Legislating Lessor Remorse Covenants
I suggested that “lessor remorse covenants” be required that allow landowners to terminate leases upon the unveiling of any misrepresentations of science or facts by the industries. This only seems fair. It also seems as if you might expect it to be the law already. I would go so far as not to require an affirmative fraud or misrepresentation by the particular lessee with respect to a particular lease: The better rule would be to allow contracts to be voidable when the industry as a whole is making misrepresentations or holding back information unless the lessee has affirmatively equipped the lessor of the information the industry is holding back from the public. Leases voidable on such a basis would make fracking leases much less attractive to the industry.
I did not suggest in my testimony, but it should be readily apparent from a new New York Times article, that leases would also need to be regulated for public protection by preventing uninformed landowners from making the stupid mistakes the fracking industry now regularly hopes they will make when signing leases. See: Drilling Down- Learning Too Late of the Perils in Gas Well Leases, By Ian Urbina and Jo Craven McGinty, December 1, 2011.
Says that article:
. . . many landowners and lawyers say that gas companies are intentionally vague in their contracts and use high-pressure sales tactics on landowners.The article also makes the point that the law requires the fracking companies to tell their investors more about the environmental risks being undertaken than they are required to tell (or probably do tell) the leasing landowners about those environmental risks notwithstanding that it is the owners whose lives (as opposed to just money) will be most directly affected by those risks. Those risks, by the way, are risks that may also make a landowner liable to their neighbors for monetary damages. The article also details how things like the loss of drinking water which it describes in several situations can wipe of the theoretical benefits the landowner was contemplating when they signed a lease.

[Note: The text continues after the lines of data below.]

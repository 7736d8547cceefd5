//! Release records, acquisition requests, and update descriptors.
//!
//! Wire names follow the platform's stored document format (camelCase), which
//! is also the format persisted verbatim in the distributed response cache.

use crate::rollout::RolloutRamp;
use serde::{Deserialize, Serialize};
use std::collections::HashMap;
use std::fmt;
use std::str::FromStr;

/// Location and size of a binary-diff archive between two package hashes.
#[derive(Clone, Debug, PartialEq, Eq, Serialize, Deserialize)]
pub struct DiffBlobInfo {
    /// Byte size of the diff archive.
    pub size: u64,
    /// Download URL of the diff archive.
    pub url: String,
}

/// Mapping from a *source* package hash to the diff archive that upgrades it
/// to the release carrying the map.
pub type DiffPackageMap = HashMap<String, DiffBlobInfo>;

/// One versioned bundle published to a deployment.
#[derive(Clone, Debug, PartialEq, Serialize, Deserialize)]
#[serde(rename_all = "camelCase")]
pub struct Release {
    /// Server-assigned monotonically increasing identifier, unique within a
    /// deployment (e.g. `v17`).
    pub label: String,
    /// Semver range (or exact version) naming the binary versions this bundle
    /// is compatible with.
    pub app_version: String,
    /// Content hash of the full bundle archive; primary content identity.
    pub package_hash: String,
    /// URL from which the full bundle can be downloaded.
    pub blob_url: String,
    /// Byte size of the full bundle.
    #[serde(default)]
    pub size: u64,
    #[serde(default)]
    pub is_mandatory: bool,
    #[serde(default)]
    pub is_disabled: bool,
    /// Optional free text shown to the user.
    #[serde(default, skip_serializing_if = "Option::is_none")]
    pub description: Option<String>,
    /// Rollout percentage in `[0, 100]`; absent or 100 means fully rolled out.
    #[serde(default, skip_serializing_if = "Option::is_none")]
    pub rollout: Option<f64>,
    #[serde(default, skip_serializing_if = "Option::is_none")]
    pub rollout_hold_duration_minutes: Option<i64>,
    #[serde(default, skip_serializing_if = "Option::is_none")]
    pub rollout_ramp_duration_minutes: Option<i64>,
    /// Upload timestamp in epoch milliseconds; anchors the time-based ramp.
    #[serde(default, skip_serializing_if = "Option::is_none")]
    pub rollout_upload_time: Option<i64>,
    /// Source package hash -> diff archive reaching this release.
    #[serde(default, skip_serializing_if = "HashMap::is_empty")]
    pub diff_package_map: DiffPackageMap,
}

impl Release {
    /// Rollout-ramp parameters of this release.
    pub fn rollout_ramp(&self) -> RolloutRamp {
        RolloutRamp {
            rollout: self.rollout,
            hold_duration_minutes: self.rollout_hold_duration_minutes,
            ramp_duration_minutes: self.rollout_ramp_duration_minutes,
            upload_time: self.rollout_upload_time,
        }
    }
}

/// The pre-selection response body stored verbatim in the distributed cache:
/// the release list for one deployment, pre-filtered to entries whose
/// `app_version` range could match some request.
#[derive(Clone, Debug, PartialEq, Serialize, Deserialize)]
pub struct CacheableBody {
    pub releases: Vec<Release>,
}

/// A cacheable response: HTTP status plus the filtered release list.
#[derive(Clone, Debug, PartialEq, Serialize, Deserialize)]
#[serde(rename_all = "camelCase")]
pub struct CacheableResponse {
    pub status_code: u16,
    pub body: CacheableBody,
}

/// Parsed, validated fields of one update-check request, as consumed by the
/// selection engine.
#[derive(Clone, Debug, Default, PartialEq)]
pub struct AcquisitionRequest {
    pub deployment_key: String,
    /// The version string exactly as the client sent it.
    pub raw_app_version: String,
    /// The canonical three-segment form used for range satisfaction.
    pub normalized_app_version: String,
    pub client_unique_id: Option<String>,
    pub package_hash: Option<String>,
    pub label: Option<String>,
    /// Companion clients take any update regardless of binary compatibility.
    pub is_companion: bool,
    /// Beta clients bypass rollout gating.
    pub beta: bool,
}

impl AcquisitionRequest {
    /// The version echoed back in responses: raw if present, else normalized.
    pub fn response_app_version(&self) -> &str {
        if self.raw_app_version.is_empty() {
            &self.normalized_app_version
        } else {
            &self.raw_app_version
        }
    }
}

/// The update descriptor returned to clients. Serializes with snake_case keys
/// (the new API shape); the legacy camelCase shape is produced at the HTTP
/// layer.
#[derive(Clone, Debug, Default, PartialEq, Serialize, Deserialize)]
pub struct UpdateInfo {
    pub is_available: bool,
    pub is_mandatory: bool,
    pub app_version: String,
    pub target_binary_range: String,
    #[serde(default, skip_serializing_if = "Option::is_none")]
    pub package_hash: Option<String>,
    #[serde(default, skip_serializing_if = "Option::is_none")]
    pub label: Option<String>,
    #[serde(default, skip_serializing_if = "Option::is_none")]
    pub description: Option<String>,
    #[serde(default, skip_serializing_if = "Option::is_none")]
    pub download_url: Option<String>,
    #[serde(default, skip_serializing_if = "Option::is_none")]
    pub package_size: Option<u64>,
    pub update_app_version: bool,
}

/// Status reported by clients against a release label.
#[derive(Clone, Copy, Debug, PartialEq, Eq, Serialize, Deserialize)]
pub enum DeploymentStatus {
    DeploymentSucceeded,
    DeploymentFailed,
    Downloaded,
}

impl DeploymentStatus {
    /// Counter-field suffix for this status.
    pub fn as_str(self) -> &'static str {
        match self {
            Self::DeploymentSucceeded => "DeploymentSucceeded",
            Self::DeploymentFailed => "DeploymentFailed",
            Self::Downloaded => "Downloaded",
        }
    }
}

impl FromStr for DeploymentStatus {
    type Err = crate::Error;

    fn from_str(s: &str) -> crate::Result<Self> {
        match s {
            "DeploymentSucceeded" => Ok(Self::DeploymentSucceeded),
            "DeploymentFailed" => Ok(Self::DeploymentFailed),
            "Downloaded" => Ok(Self::Downloaded),
            other => Err(crate::Error::InvalidStatus(other.to_string())),
        }
    }
}

impl fmt::Display for DeploymentStatus {
    fn fmt(&self, f: &mut fmt::Formatter<'_>) -> fmt::Result {
        f.write_str(self.as_str())
    }
}

#[cfg(test)]
mod tests {
    use super::*;

    #[test]
    fn release_json_uses_camel_case() {
        let release = Release {
            label: "v3".to_string(),
            app_version: "1.2.3".to_string(),
            package_hash: "hash3".to_string(),
            blob_url: "https://blobs.example.com/3".to_string(),
            size: 1024,
            is_mandatory: true,
            is_disabled: false,
            description: None,
            rollout: Some(25.0),
            rollout_hold_duration_minutes: None,
            rollout_ramp_duration_minutes: None,
            rollout_upload_time: None,
            diff_package_map: HashMap::new(),
        };

        let json = serde_json::to_value(&release).unwrap();
        assert_eq!(json["appVersion"], "1.2.3");
        assert_eq!(json["packageHash"], "hash3");
        assert_eq!(json["isMandatory"], true);
        assert_eq!(json["rollout"], 25.0);
        // Empty diff maps and absent options are omitted entirely.
        assert!(json.get("diffPackageMap").is_none());
        assert!(json.get("description").is_none());
    }

    #[test]
    fn release_roundtrips_through_cacheable_response() {
        let release = Release {
            label: "v1".to_string(),
            app_version: "1.0.0".to_string(),
            package_hash: "h1".to_string(),
            blob_url: "https://blobs.example.com/1".to_string(),
            size: 10,
            is_mandatory: false,
            is_disabled: false,
            description: Some("first".to_string()),
            rollout: None,
            rollout_hold_duration_minutes: None,
            rollout_ramp_duration_minutes: None,
            rollout_upload_time: None,
            diff_package_map: HashMap::from([(
                "h0".to_string(),
                DiffBlobInfo {
                    size: 3,
                    url: "https://blobs.example.com/diff/h0-h1".to_string(),
                },
            )]),
        };
        let cacheable = CacheableResponse {
            status_code: 200,
            body: CacheableBody {
                releases: vec![release],
            },
        };

        let json = serde_json::to_string(&cacheable).unwrap();
        let back: CacheableResponse = serde_json::from_str(&json).unwrap();
        assert_eq!(back, cacheable);
    }

    #[test]
    fn deployment_status_parses_exact_names_only() {
        assert_eq!(
            "DeploymentSucceeded".parse::<DeploymentStatus>().unwrap(),
            DeploymentStatus::DeploymentSucceeded
        );
        assert!("deploymentsucceeded".parse::<DeploymentStatus>().is_err());
        assert!("Installed".parse::<DeploymentStatus>().is_err());
    }

    #[test]
    fn update_info_omits_absent_fields() {
        let info = UpdateInfo {
            is_available: false,
            app_version: "1.0.0".to_string(),
            target_binary_range: "1.0.0".to_string(),
            ..Default::default()
        };
        let json = serde_json::to_value(&info).unwrap();
        assert!(json.get("package_hash").is_none());
        assert!(json.get("download_url").is_none());
        assert_eq!(json["update_app_version"], false);
    }
}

A valuable addition to the article was: A Layman’s Guide to Lease Terms, December 1, 2011. That itemizes many of the clauses that can be included in leases that will screw landowners. One of them is the “Assignment Clause”:
Allows a company to sell or transfer a lease to another company. Some landowners have complained that their leases have been sold to companies that are financially unstable or have poor environmental records.So if you were wondering just what the hit and runs in New York may look like, expect to see clauses like these invoked to leave a landscape blanketed by bankrupt fracking companies that won’t be picking up the bill for the damage fracking will have done across the state . . . damage both immediate and damage that can last last for thousands of years.
(Waiting to get into the evening hearing.)
(This post, which started with just a posting of my testimony was updated December 6, 2011.)